Namun belakangan pasar ibu kota tak lagi jadi milik mereka. Konon karena Jakarta kini diserbu telur ayam asal Medan. Ke mana mereka “membuang” produk yang berlebih itu, kalau tidak ke Jateng sebagai pasar terdekat setelah Jakarta ?
Dalam situasi seperti itu tentu saja hukum ekonomi bicara. Jika barang melimpah di pasaran, pastilah harga turun. Memang konsumen diuntungkan, tetapi sebaliknya produsen menjerit kesakitan.
Kenyataan ini mestinya menjadi kajian pemerintah kabupaten/ kota maupun provinsi, melalui dinas teknis yang membidangi masalah tersebut. Usaha peternakan ayam pedaging/petelur dalam skala besar banyak didominasi warga etnik tertentu.
Mereka biasanya enggan atau tak berani menyampaikan persoalan yang dialami secara terbuka, karena adanya hambatan psikologis.

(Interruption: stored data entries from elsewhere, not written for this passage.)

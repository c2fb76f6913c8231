//! XML Tokenizer
//!
//! Incremental tokenizer over one window of the streaming buffer. Each call to
//! [`Tokenizer::next_token`] either yields a complete token, reports that the
//! window ends inside a token ([`Step::NeedMore`]), or reports end of input.
//! Tokens borrow from the window; the caller processes them before refilling.

use super::scanner::{is_name_start_char, is_whitespace, Scanner};

/// Structural error with its offset inside the current window
#[derive(Debug, Clone, Copy, PartialEq, Eq)]
pub struct SyntaxError {
    pub offset: usize,
    pub message: &'static str,
}

impl SyntaxError {
    #[inline]
    pub fn new(offset: usize, message: &'static str) -> Self {
        SyntaxError { offset, message }
    }
}

pub const MSG_INVALID_TOKEN: &str = "not well-formed (invalid token)";
pub const MSG_UNCLOSED_TOKEN: &str = "unclosed token";
pub const MSG_UNCLOSED_CDATA: &str = "unclosed CDATA section";

/// Token types
#[derive(Debug, Clone, Copy, PartialEq, Eq)]
pub enum Token<'a> {
    /// `<name attrs>` or `<name attrs/>`; `attrs` is the raw region after the name
    StartTag {
        name: &'a [u8],
        attrs: &'a [u8],
        attrs_offset: usize,
        empty: bool,
    },
    /// `</name>`
    EndTag { name: &'a [u8] },
    /// Character data with entities still encoded
    Text(&'a [u8]),
    /// `<![CDATA[...]]>` content, taken literally
    CData(&'a [u8]),
    /// `<!-- ... -->`
    Comment,
    /// `<?target ...?>`, including the XML declaration
    ProcessingInstruction,
    /// `<!DOCTYPE ...>`
    Doctype,
}

/// Outcome of one tokenizer step
#[derive(Debug, Clone, Copy, PartialEq, Eq)]
pub enum Step<'a> {
    /// A complete token; the window has been consumed past it
    Token(Token<'a>),
    /// The window ends inside a token; refill and retry from `position()`
    NeedMore,
    /// Input exhausted
    End,
}

/// Tokenizer over a single buffer window
pub struct Tokenizer<'a> {
    scanner: Scanner<'a>,
    /// No more bytes will arrive after this window
    eof: bool,
}

impl<'a> Tokenizer<'a> {
    /// Create a tokenizer for `window`; `eof` marks the final window
    pub fn new(window: &'a [u8], eof: bool) -> Self {
        Tokenizer {
            scanner: Scanner::new(window),
            eof,
        }
    }

    /// Bytes consumed so far (start of the next token)
    #[inline]
    pub fn position(&self) -> usize {
        self.scanner.position()
    }

    /// Produce the next token from the window
    pub fn next_token(&mut self) -> Result<Step<'a>, SyntaxError> {
        if self.scanner.is_eof() {
            return Ok(if self.eof { Step::End } else { Step::NeedMore });
        }

        if self.scanner.peek() != Some(b'<') {
            return Ok(self.text());
        }

        match self.scanner.peek_at(1) {
            None => self.incomplete(),
            Some(b'/') => self.end_tag(),
            Some(b'?') => {
                self.delimited(b"<?", b"?>", Token::ProcessingInstruction, MSG_UNCLOSED_TOKEN)
            }
            Some(b'!') => self.markup_declaration(),
            Some(_) => self.start_tag(),
        }
    }

    /// Text runs up to the next '<' (or end of input)
    fn text(&mut self) -> Step<'a> {
        let start = self.scanner.position();
        match self.scanner.find_byte(b'<') {
            Some(end) => {
                self.scanner.set_position(end);
                Step::Token(Token::Text(self.scanner.slice(start, end)))
            }
            None if self.eof => {
                let rest = self.scanner.remaining();
                self.scanner.advance(rest.len());
                Step::Token(Token::Text(rest))
            }
            None => Step::NeedMore,
        }
    }

    fn markup_declaration(&mut self) -> Result<Step<'a>, SyntaxError> {
        if self.scanner.starts_with(b"<!--") {
            return self.delimited(b"<!--", b"-->", Token::Comment, MSG_UNCLOSED_TOKEN);
        }
        if self.scanner.starts_with(b"<![CDATA[") {
            let start = self.scanner.position();
            self.scanner.advance(9);
            return match self.scanner.find_seq(b"]]>") {
                Some(end) => {
                    let content = self.scanner.slice(start + 9, end);
                    self.scanner.set_position(end + 3);
                    Ok(Step::Token(Token::CData(content)))
                }
                None => {
                    self.scanner.set_position(start);
                    self.incomplete_with(MSG_UNCLOSED_CDATA)
                }
            };
        }
        if self.scanner.starts_with(b"<!DOCTYPE") {
            return match self.scanner.find_doctype_end() {
                Some(end) => {
                    self.scanner.set_position(end + 1);
                    Ok(Step::Token(Token::Doctype))
                }
                None => self.incomplete(),
            };
        }

        // "<!", "<![CD" and friends may still grow into a known construct
        if self.scanner.is_prefix_of(b"<!--")
            || self.scanner.is_prefix_of(b"<![CDATA[")
            || self.scanner.is_prefix_of(b"<!DOCTYPE")
        {
            return self.incomplete();
        }
        Err(SyntaxError::new(self.scanner.position(), MSG_INVALID_TOKEN))
    }

    /// Constructs with a fixed opener and terminator (comments, PIs)
    fn delimited(
        &mut self,
        open: &[u8],
        close: &[u8],
        token: Token<'a>,
        unclosed: &'static str,
    ) -> Result<Step<'a>, SyntaxError> {
        let start = self.scanner.position();
        self.scanner.advance(open.len());
        match self.scanner.find_seq(close) {
            Some(end) => {
                self.scanner.set_position(end + close.len());
                Ok(Step::Token(token))
            }
            None => {
                self.scanner.set_position(start);
                self.incomplete_with(unclosed)
            }
        }
    }

    fn end_tag(&mut self) -> Result<Step<'a>, SyntaxError> {
        let start = self.scanner.position();
        let Some(gt) = self.scanner.find_byte(b'>') else {
            return self.incomplete();
        };

        self.scanner.advance(2);
        let name = match self.scanner.read_name() {
            Some(name) => name,
            None => return Err(SyntaxError::new(start, MSG_INVALID_TOKEN)),
        };
        self.scanner.skip_whitespace();
        if self.scanner.position() != gt {
            return Err(SyntaxError::new(start, MSG_INVALID_TOKEN));
        }

        self.scanner.set_position(gt + 1);
        Ok(Step::Token(Token::EndTag { name }))
    }

    fn start_tag(&mut self) -> Result<Step<'a>, SyntaxError> {
        let start = self.scanner.position();
        if !self.scanner.peek_at(1).is_some_and(is_name_start_char) {
            return Err(SyntaxError::new(start, MSG_INVALID_TOKEN));
        }

        let Some(gt) = self.scanner.find_tag_end_quoted() else {
            return self.incomplete();
        };

        self.scanner.advance(1);
        let name = match self.scanner.read_name() {
            Some(name) => name,
            None => return Err(SyntaxError::new(start, MSG_INVALID_TOKEN)),
        };

        let attrs_start = self.scanner.position();
        let (attrs_end, empty) = if gt > attrs_start && self.scanner.slice(gt - 1, gt) == b"/" {
            (gt - 1, true)
        } else {
            (gt, false)
        };

        let attrs = self.scanner.slice(attrs_start, attrs_end);
        // the name must be followed by whitespace or the end of the tag
        if attrs.first().is_some_and(|&b| !is_whitespace(b)) {
            return Err(SyntaxError::new(attrs_start, MSG_INVALID_TOKEN));
        }

        self.scanner.set_position(gt + 1);
        Ok(Step::Token(Token::StartTag {
            name,
            attrs,
            attrs_offset: attrs_start,
            empty,
        }))
    }

    #[inline]
    fn incomplete(&self) -> Result<Step<'a>, SyntaxError> {
        self.incomplete_with(MSG_UNCLOSED_TOKEN)
    }

    /// The window ends mid-token: ask for more, or fail if nothing more is coming
    fn incomplete_with(&self, message: &'static str) -> Result<Step<'a>, SyntaxError> {
        if self.eof {
            Err(SyntaxError::new(self.scanner.position(), message))
        } else {
            Ok(Step::NeedMore)
        }
    }
}

#[cfg(test)]
mod tests {
    use super::*;

    fn tokens(input: &[u8]) -> Vec<Token<'_>> {
        let mut tokenizer = Tokenizer::new(input, true);
        let mut result = Vec::new();
        loop {
            match tokenizer.next_token().unwrap() {
                Step::Token(token) => result.push(token),
                Step::End => return result,
                Step::NeedMore => panic!("final window asked for more"),
            }
        }
    }

    #[test]
    fn test_simple_document() {
        let toks = tokens(
            b"<?xml version=\"1.0\"?><mame build=\"0.262\"><machine name=\"pacman\"/></mame>",
        );
        assert_eq!(toks.len(), 4);
        assert_eq!(toks[0], Token::ProcessingInstruction);
        assert!(matches!(toks[1], Token::StartTag { name: b"mame", empty: false, .. }));
        match toks[2] {
            Token::StartTag { name, attrs, empty, .. } => {
                assert_eq!(name, b"machine");
                assert_eq!(attrs, b" name=\"pacman\"");
                assert!(empty);
            }
            other => panic!("unexpected {other:?}"),
        }
        assert_eq!(toks[3], Token::EndTag { name: b"mame" });
    }

    #[test]
    fn test_text_comment_cdata() {
        let toks = tokens(b"<year>19<!-- x -->80<![CDATA[<?>]]></year>");
        assert_eq!(toks[1], Token::Text(b"19"));
        assert_eq!(toks[2], Token::Comment);
        assert_eq!(toks[3], Token::Text(b"80"));
        assert_eq!(toks[4], Token::CData(b"<?>"));
    }

    #[test]
    fn test_doctype_with_internal_subset() {
        let toks = tokens(b"<!DOCTYPE mame [\n<!ATTLIST mame build CDATA #IMPLIED>\n]>\n<mame/>");
        assert_eq!(toks[0], Token::Doctype);
        assert_eq!(toks[1], Token::Text(b"\n"));
    }

    #[test]
    fn test_need_more_inside_tag() {
        let mut tokenizer = Tokenizer::new(b"<machine name=\"pac", false);
        assert_eq!(tokenizer.next_token(), Ok(Step::NeedMore));
        assert_eq!(tokenizer.position(), 0);
    }

    #[test]
    fn test_need_more_for_partial_markup() {
        let mut tokenizer = Tokenizer::new(b"<![CD", false);
        assert_eq!(tokenizer.next_token(), Ok(Step::NeedMore));
        let mut tokenizer = Tokenizer::new(b"text", false);
        assert_eq!(tokenizer.next_token(), Ok(Step::NeedMore));
    }

    #[test]
    fn test_unclosed_at_eof() {
        let mut tokenizer = Tokenizer::new(b"<!-- never closed", true);
        let err = tokenizer.next_token().unwrap_err();
        assert_eq!(err.message, MSG_UNCLOSED_TOKEN);
        assert_eq!(err.offset, 0);
    }

    #[test]
    fn test_invalid_tokens() {
        for input in [&b"< machine>"[..], b"<!BOGUS>", b"<1abc/>", b"</mame x>", b"<rom\"a\">"] {
            let mut tokenizer = Tokenizer::new(input, true);
            let err = tokenizer.next_token().unwrap_err();
            let shown = String::from_utf8_lossy(input);
            assert_eq!(err.message, MSG_INVALID_TOKEN, "input {shown:?}");
        }
    }

    #[test]
    fn test_end_tag_with_whitespace() {
        let toks = tokens(b"</machine  >");
        assert_eq!(toks, vec![Token::EndTag { name: b"machine" }]);
    }
}
/// Progress callback
pub type ProgressFn<'a> = Box<dyn FnMut(&Progress<'_>) + 'a>;

/// Pre-reserved capacities for the record arrays and the string blob
///
/// The defaults fit the largest catalogs seen in practice (about 40k
/// machines and 1.5M configuration settings), so a full build does not
/// reallocate its big arrays.
#[derive(Debug, Clone, Copy, PartialEq, Eq)]
pub struct CapacityHints {
    pub machines: usize,
    pub devices: usize,
    pub configurations: usize,
    pub configuration_settings: usize,
    pub configuration_conditions: usize,
    pub string_bytes: usize,
}

impl Default for CapacityHints {
    fn default() -> Self {
        CapacityHints {
            machines: 40_000,
            devices: 9_000,
            configurations: 500_000,
            configuration_settings: 1_500_000,
            configuration_conditions: 6_000,
            string_bytes: 2_400_000,
        }
    }
}

impl CapacityHints {
    /// No pre-reservation; suited to small documents
    pub const fn none() -> Self {
        CapacityHints {
            machines: 0,
            devices: 0,
            configurations: 0,
            configuration_settings: 0,
            configuration_conditions: 0,
            string_bytes: 0,
        }
    }
}

/// Build configuration
#[derive(Debug, Clone, Copy, PartialEq, Eq)]
pub struct BuildOptions {
    /// Minimum time between progress callbacks
    pub progress_interval: Duration,
    pub capacity: CapacityHints,
}

impl Default for BuildOptions {
    fn default() -> Self {
        BuildOptions {
            progress_interval: DEFAULT_PROGRESS_INTERVAL,
            capacity: CapacityHints::default(),
        }
    }
}

/// One-shot compiler from `-listxml` to an info database
pub struct DatabaseBuilder<'a> {
    options: BuildOptions,
    progress: Option<ProgressFn<'a>>,
}

impl Default for DatabaseBuilder<'_> {
    fn default() -> Self {
        Self::new()
    }
}

impl<'a> DatabaseBuilder<'a> {
    pub fn new() -> Self {
        Self::with_options(BuildOptions::default())
    }

    pub fn with_options(options: BuildOptions) -> Self {
        DatabaseBuilder {
            options,
            progress: None,
        }
    }

    /// Register a progress callback, invoked at most once per
    /// `progress_interval` after a machine has been parsed
    pub fn on_progress(mut self, callback: impl FnMut(&Progress<'_>) + 'a) -> Self {
        self.progress = Some(Box::new(callback));
        self
    }

    /// Parse `input` to completion and emit the database
    ///
    /// `input` may be a file, an in-memory buffer or a pipe from a running
    /// emulator; it is read in short sequential chunks. Making the stream
    /// fail cancels the build.
    pub fn build<R: Read>(self, input: R) -> BuildResult<InfoBlob> {
        let started = Instant::now();
        info!("building info database");

        let mut handler = CatalogHandler::new(&self.options, self.progress);
        schema::parse(&mut handler, input)?;
        let (mut tables, strings, build) = handler.into_parts();

        resolve_references(&mut tables.machines, &strings)?;
        let interned = strings.interned();
        let blob = emit(&tables, strings, build)?;

        info!(
            machines = tables.machines.len(),
            strings = interned,
            bytes = blob.len(),
            elapsed_ms = started.elapsed().as_millis() as u64,
            "info database built"
        );
        Ok(blob)
    }
}

/// Build a database with default options
pub fn build<R: Read>(input: R) -> BuildResult<InfoBlob> {
    DatabaseBuilder::new().build(input)
}

/// Compare two machine names by their bytes
fn compare_names(strings: &StringTable, a: u32, b: u32) -> Ordering {
    let a = strings.resolve(a);
    let b = strings.resolve(b);
    let a = a.as_ref().map_or(&[][..], |r| r.as_bytes());
    let b = b.as_ref().map_or(&[][..], |r| r.as_bytes());
    a.cmp(b)
}

/// Sort machines by name and rewrite `clone_of`/`rom_of` from name handles to
/// machine indices, or [`ABSENT`] when the name is empty or unknown
fn resolve_references(machines: &mut [Machine], strings: &StringTable) -> BuildResult<()> {
    to_u32(machines)?;
    machines.sort_by(|a, b| compare_names(strings, a.name, b.name));

    let mut index: HashMap<u32, u32> = HashMap::with_capacity(machines.len() + 1);
    index.insert(0, ABSENT);
    for (i, machine) in machines.iter().enumerate() {
        // duplicate names resolve to the first machine in sorted order
        index.entry(machine.name).or_insert(i as u32);
    }

    let mut unresolved = 0usize;
    for machine in machines.iter_mut() {
        let clone_of = machine.clone_of;
        let rom_of = machine.rom_of;
        machine.clone_of = lookup(&index, clone_of, &mut unresolved);
        machine.rom_of = lookup(&index, rom_of, &mut unresolved);
    }
    if unresolved > 0 {
        debug!(unresolved, "machine references without a matching machine");
    }
    Ok(())
}
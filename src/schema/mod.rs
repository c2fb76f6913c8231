//! Streaming Schema Parser
//!
//! Depth-scoped event parser that dispatches element begin/end callbacks for a
//! static schema. No document tree is built: the parser keeps a stack of open
//! elements, a name arena for well-formedness checks and a text accumulator
//! that is only active inside elements whose content the handler wants.
//!
//! Memory use is bounded by the nesting depth and the largest single token,
//! not by the size of the document.

pub mod attributes;

pub use attributes::Attributes;

use crate::core::attributes::{parse_attributes, RawAttribute};
use crate::core::encoding::{needs_more_for_detection, utf8_bom_len, XmlEncoding};
use crate::core::entities::{decode_into, decode_text};
use crate::core::tokenizer::{Step, SyntaxError, Token, Tokenizer, MSG_INVALID_TOKEN};
use crate::error::{Diagnostic, XmlError};
use crate::reader::buffered::BufferedReader;
use memchr::{memchr, memchr_iter, memrchr};
use std::io::Read;
use tracing::trace;

pub const MSG_SYNTAX: &str = "syntax error";
pub const MSG_NO_ELEMENT: &str = "no element found";
pub const MSG_JUNK_AFTER_ROOT: &str = "junk after document element";
pub const MSG_MISMATCHED_TAG: &str = "mismatched tag";
pub const MSG_UNSUPPORTED_ENCODING: &str = "unsupported encoding (only UTF-8 is accepted)";

/// What the parser does with an element after its begin callback
#[derive(Debug, Clone, Copy, PartialEq, Eq)]
pub enum ElementResult {
    /// Descend into the element and deliver its end callback
    Ok,
    /// Ignore the element and its whole subtree; no end callback
    Skip,
}

/// Receiver of schema events
///
/// Element identity is resolved statically: `resolve` maps a parent element
/// (or the document root when `None`) and a tag name to a child element.
/// Names that do not resolve are skipped together with their subtree.
pub trait SchemaHandler {
    type Element: Copy + std::fmt::Debug;
    type Error: From<XmlError>;

    /// Child element of `parent` named `name`, if the schema knows it
    fn resolve(parent: Option<Self::Element>, name: &[u8]) -> Option<Self::Element>;

    /// Whether the end callback of `element` receives its text content
    fn collects_text(element: Self::Element) -> bool;

    fn begin(
        &mut self,
        element: Self::Element,
        attributes: &mut Attributes<'_>,
    ) -> Result<ElementResult, Self::Error>;

    /// `text` is empty unless `collects_text(element)`
    fn end(&mut self, element: Self::Element, text: &[u8]) -> Result<(), Self::Error>;
}

/// Line and column of a byte in the document
#[derive(Debug, Clone, Copy, PartialEq, Eq)]
pub struct TextPosition {
    pub line: u64,
    pub column: u64,
}

impl TextPosition {
    pub const START: TextPosition = TextPosition { line: 1, column: 0 };

    /// Move past `bytes`
    #[inline]
    pub fn advance(&mut self, bytes: &[u8]) {
        match memrchr(b'\n', bytes) {
            Some(last) => {
                self.line += memchr_iter(b'\n', bytes).count() as u64;
                self.column = (bytes.len() - last - 1) as u64;
            }
            None => self.column += bytes.len() as u64,
        }
    }

    /// Position after `bytes`, leaving `self` untouched
    #[inline]
    pub fn after(mut self, bytes: &[u8]) -> TextPosition {
        self.advance(bytes);
        self
    }
}

impl Default for TextPosition {
    fn default() -> Self {
        TextPosition::START
    }
}

#[derive(Debug, Clone, Copy)]
enum Frame<E> {
    Known(E),
    Skipped,
}

/// Parse `input` to completion, dispatching events to `handler`
///
/// Fails with every collected diagnostic if the document is malformed, a read
/// fails, or any attribute value could not be decoded.
pub fn parse<H, R>(handler: &mut H, input: R) -> Result<(), H::Error>
where
    H: SchemaHandler,
    R: Read,
{
    SchemaParser::<H>::new().run(handler, input)
}

struct SchemaParser<H: SchemaHandler> {
    frames: Vec<Frame<H::Element>>,
    /// Concatenated names of open elements
    names: Vec<u8>,
    /// End offset in `names` of each open element's name
    name_ends: Vec<usize>,
    text: Vec<u8>,
    collecting: bool,
    attrs: Vec<RawAttribute>,
    values: Vec<u8>,
    diagnostics: Vec<Diagnostic>,
    position: TextPosition,
    seen_root: bool,
    root_closed: bool,
}

impl<H: SchemaHandler> SchemaParser<H> {
    fn new() -> Self {
        SchemaParser {
            frames: Vec::with_capacity(16),
            names: Vec::with_capacity(256),
            name_ends: Vec::with_capacity(16),
            text: Vec::with_capacity(1024),
            collecting: false,
            attrs: Vec::with_capacity(16),
            values: Vec::with_capacity(256),
            diagnostics: Vec::new(),
            position: TextPosition::START,
            seen_root: false,
            root_closed: false,
        }
    }

    fn run<R: Read>(mut self, handler: &mut H, input: R) -> Result<(), H::Error> {
        let mut reader = BufferedReader::new(input);
        let mut detected = false;

        loop {
            if let Err(e) = reader.fill_buffer() {
                return Err(self.fail(self.position, e.to_string()));
            }
            let eof = reader.source_exhausted();
            let window = reader.buffered();

            if !detected {
                if needs_more_for_detection(window) && !eof {
                    continue;
                }
                detected = true;
                if XmlEncoding::detect(window) != XmlEncoding::Utf8 {
                    return Err(self.fail(self.position, MSG_UNSUPPORTED_ENCODING.to_string()));
                }
                let bom = utf8_bom_len(window);
                if bom > 0 {
                    reader.consume(bom);
                    continue;
                }
            }

            if let Some(at) = memchr(0, window) {
                let position = self.position.after(&window[..at]);
                return Err(self.fail(position, MSG_INVALID_TOKEN.to_string()));
            }

            let mut tokenizer = Tokenizer::new(window, eof);
            let (consumed, finished) = loop {
                let start = tokenizer.position();
                match tokenizer.next_token() {
                    Ok(Step::Token(token)) => {
                        let raw = &window[start..tokenizer.position()];
                        if let Err(e) = std::str::from_utf8(raw) {
                            let error = SyntaxError::new(e.valid_up_to(), MSG_INVALID_TOKEN);
                            return Err(self.syntax_error(window, start, error));
                        }
                        self.token(handler, window, start, token)?;
                        self.position.advance(raw);
                    }
                    Ok(Step::NeedMore) => break (start, false),
                    Ok(Step::End) => break (start, true),
                    Err(e) => {
                        // tokenizer offsets count from the window start
                        let error = SyntaxError::new(e.offset.saturating_sub(start), e.message);
                        return Err(self.syntax_error(window, start, error));
                    }
                }
            };

            reader.consume(consumed);
            if finished {
                break;
            }
        }

        trace!(bytes = reader.total_consumed(), "document consumed");
        self.finish()
    }

    fn token(
        &mut self,
        handler: &mut H,
        window: &[u8],
        start: usize,
        token: Token<'_>,
    ) -> Result<(), H::Error> {
        match token {
            Token::StartTag {
                name,
                attrs,
                attrs_offset,
                empty,
            } => {
                self.start_element(handler, window, start, name, attrs, attrs_offset)?;
                if empty {
                    self.end_element(handler)?;
                }
                Ok(())
            }
            Token::EndTag { name } => {
                if self.open_name() != Some(name) {
                    return Err(self.fail(self.position, MSG_MISMATCHED_TAG.to_string()));
                }
                self.end_element(handler)
            }
            Token::Text(raw) => self.text(window, start, raw),
            Token::CData(content) => {
                if self.frames.is_empty() {
                    return Err(self.fail(self.position, self.outside_root_message().to_string()));
                }
                if self.collecting {
                    self.text.extend_from_slice(content);
                }
                Ok(())
            }
            Token::Doctype if self.seen_root => {
                Err(self.fail(self.position, self.outside_root_message().to_string()))
            }
            Token::Comment | Token::ProcessingInstruction | Token::Doctype => Ok(()),
        }
    }

    fn start_element(
        &mut self,
        handler: &mut H,
        window: &[u8],
        start: usize,
        name: &[u8],
        attrs: &[u8],
        attrs_offset: usize,
    ) -> Result<(), H::Error> {
        if self.root_closed {
            return Err(self.fail(self.position, MSG_JUNK_AFTER_ROOT.to_string()));
        }
        self.seen_root = true;

        if let Err(e) = parse_attributes(attrs, &mut self.attrs, &mut self.values) {
            let error = SyntaxError::new(attrs_offset - start + e.offset, e.message);
            return Err(self.syntax_error(window, start, error));
        }

        self.names.extend_from_slice(name);
        self.name_ends.push(self.names.len());

        let element = match self.frames.last() {
            Some(Frame::Skipped) => None,
            Some(&Frame::Known(parent)) => H::resolve(Some(parent), name),
            None => H::resolve(None, name),
        };

        let frame = match element {
            Some(element) => {
                let mut attributes = Attributes::new(
                    attrs,
                    &self.attrs,
                    &self.values,
                    self.position,
                    &mut self.diagnostics,
                );
                match handler.begin(element, &mut attributes)? {
                    ElementResult::Ok => Frame::Known(element),
                    ElementResult::Skip => Frame::Skipped,
                }
            }
            None => Frame::Skipped,
        };

        self.collecting = match frame {
            Frame::Known(element) => H::collects_text(element),
            Frame::Skipped => false,
        };
        if self.collecting {
            self.text.clear();
        }
        self.frames.push(frame);
        Ok(())
    }

    fn end_element(&mut self, handler: &mut H) -> Result<(), H::Error> {
        let frame = self.frames.pop();
        self.name_ends.pop();
        self.names.truncate(self.name_ends.last().copied().unwrap_or(0));

        if let Some(Frame::Known(element)) = frame {
            let text: &[u8] = if self.collecting { &self.text } else { &[] };
            handler.end(element, text)?;
        }

        self.collecting = match self.frames.last() {
            Some(&Frame::Known(parent)) => H::collects_text(parent),
            _ => false,
        };
        if self.frames.is_empty() {
            self.root_closed = true;
        }
        Ok(())
    }

    fn text(&mut self, window: &[u8], start: usize, raw: &[u8]) -> Result<(), H::Error> {
        if self.frames.is_empty() {
            if raw.iter().all(|&b| matches!(b, b' ' | b'\t' | b'\n' | b'\r')) {
                return Ok(());
            }
            let message = self.outside_root_message();
            let first = raw
                .iter()
                .position(|&b| !matches!(b, b' ' | b'\t' | b'\n' | b'\r'))
                .unwrap_or(0);
            return Err(self.syntax_error(window, start, SyntaxError::new(first, message)));
        }

        let decoded = if self.collecting {
            decode_into(raw, &mut self.text)
        } else {
            // still validate references in text nobody reads
            decode_text(raw).map(|_| ())
        };
        match decoded {
            Ok(()) => Ok(()),
            Err(message) => Err(self.syntax_error(window, start, SyntaxError::new(0, message))),
        }
    }

    #[inline]
    fn open_name(&self) -> Option<&[u8]> {
        let end = *self.name_ends.last()?;
        let start = match self.name_ends.len() {
            1 => 0,
            n => self.name_ends[n - 2],
        };
        Some(&self.names[start..end])
    }

    fn outside_root_message(&self) -> &'static str {
        if self.root_closed {
            MSG_JUNK_AFTER_ROOT
        } else {
            MSG_SYNTAX
        }
    }

    /// Structural error at `token_start + error.offset` within `window`
    fn syntax_error(&mut self, window: &[u8], token_start: usize, error: SyntaxError) -> H::Error {
        let at = (token_start + error.offset).min(window.len());
        let position = if at >= token_start {
            self.position.after(&window[token_start..at])
        } else {
            self.position
        };
        self.fail(position, error.message.to_string())
    }

    fn fail(&mut self, position: TextPosition, message: String) -> H::Error {
        self.diagnostics.push(Diagnostic {
            line: position.line,
            column: position.column,
            message,
        });
        XmlError {
            diagnostics: std::mem::take(&mut self.diagnostics),
        }
        .into()
    }

    fn finish(mut self) -> Result<(), H::Error> {
        if !self.frames.is_empty() || !self.seen_root {
            return Err(self.fail(self.position, MSG_NO_ELEMENT.to_string()));
        }
        if !self.diagnostics.is_empty() {
            return Err(XmlError {
                diagnostics: self.diagnostics,
            }
            .into());
        }
        Ok(())
    }
}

Mungkin pula kaitannya dengan masalah pajak.
Oleh karena itu diharapkan dinas teknis bersikap proaktif membantu mencari solusi atas permasalahan tersebut. Pasalnya, ini benar-benar menyangkut hajat hidup orang banyak.
Di Kabupaten Kendal saja, dengan sentra produksi di daerah atas (Kecamatan Sukorejo, Plantungan, dan Limbangan) ada sekitar 1.500 tenaga kerja yang terancam PHK jika usaha peternakan tempat mereka mengais rezeki sampai bangkrut.
Memproteksi produk Kendal/ Jateng dengan menyetop telur asal Blitar agar tak masuk, barangkali tak akan mendatangkan simpati di era seperti sekarang ini. Dan harus diakui pula, mekanisme pasar tentunya tidak mudah dikontrol oleh pemerintah.
Namun solusi lain tetap perlu dipikirkan. Misalnya apakah mungkin menyubsidi harga vaksin, atau memberi kredit lunak untuk pembelian pakan. Ini dikarenakan sebagian besar usaha ayam petelur justru peternak kecil.
Jika itu bisa diberikan, setidaknya akan mengurangi tekanan akibat penurunan harga. Mari kita selamatkan produk unggulan ini. (80)
– Mastur Syukur, peternak ayam tinggal di Sukorejo dan mantan anggota DPRD.